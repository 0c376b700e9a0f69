//! Program images.
//!
//! This module provides:
//! - a loader for raw `.ch8` program files
//! - a disassembler (bytes → readable text)

pub mod loader;
pub mod disasm;

pub use loader::{load_rom, Rom, RomError};
pub use disasm::{disassemble, disassemble_instruction};
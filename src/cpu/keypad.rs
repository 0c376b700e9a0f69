//! 16-key hexadecimal keypad state.
//!
//! The CPU only reads this; hosts write it from whatever physical input
//! they have.

use serde::{Serialize, Deserialize};

/// Number of keys, 0x0 through 0xF.
pub const KEY_COUNT: usize = 16;

#[derive(Clone, Copy, Debug, Default, PartialEq, Eq, Serialize, Deserialize)]
pub struct Keypad {
    keys: [bool; KEY_COUNT],
}

impl Keypad {
    pub fn new() -> Self {
        Self::default()
    }

    /// Set a key's state. Only the low nibble of `key` is used.
    pub fn set(&mut self, key: u8, pressed: bool) {
        self.keys[(key & 0x0F) as usize] = pressed;
    }

    pub fn press(&mut self, key: u8) {
        self.set(key, true);
    }

    pub fn release(&mut self, key: u8) {
        self.set(key, false);
    }

    pub fn release_all(&mut self) {
        self.keys = [false; KEY_COUNT];
    }

    /// Whether a key is held. Only the low nibble of `key` is used.
    pub fn is_pressed(&self, key: u8) -> bool {
        self.keys[(key & 0x0F) as usize]
    }

    /// Lowest-numbered key currently held, if any.
    pub fn first_pressed(&self) -> Option<u8> {
        self.keys.iter().position(|&k| k).map(|k| k as u8)
    }

    pub fn as_array(&self) -> &[bool; KEY_COUNT] {
        &self.keys
    }
}

#[cfg(test)]
mod tests {
    use super::*;

    #[test]
    fn test_press_release() {
        let mut keypad = Keypad::new();
        keypad.press(0xA);
        assert!(keypad.is_pressed(0xA));
        keypad.release(0xA);
        assert!(!keypad.is_pressed(0xA));
    }

    #[test]
    fn test_first_pressed_scans_in_order() {
        let mut keypad = Keypad::new();
        assert_eq!(keypad.first_pressed(), None);

        keypad.press(0xC);
        keypad.press(0x3);
        assert_eq!(keypad.first_pressed(), Some(0x3));
    }

    #[test]
    fn test_key_index_is_masked() {
        let mut keypad = Keypad::new();
        keypad.press(0x15);
        assert!(keypad.is_pressed(0x5));
        assert!(keypad.is_pressed(0xF5));
    }
}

=====

**WHAT TO PRODUCE**
Produce the number of lines in the data containing the string "state", with nothing added.

**SOLUTION BELOW**
2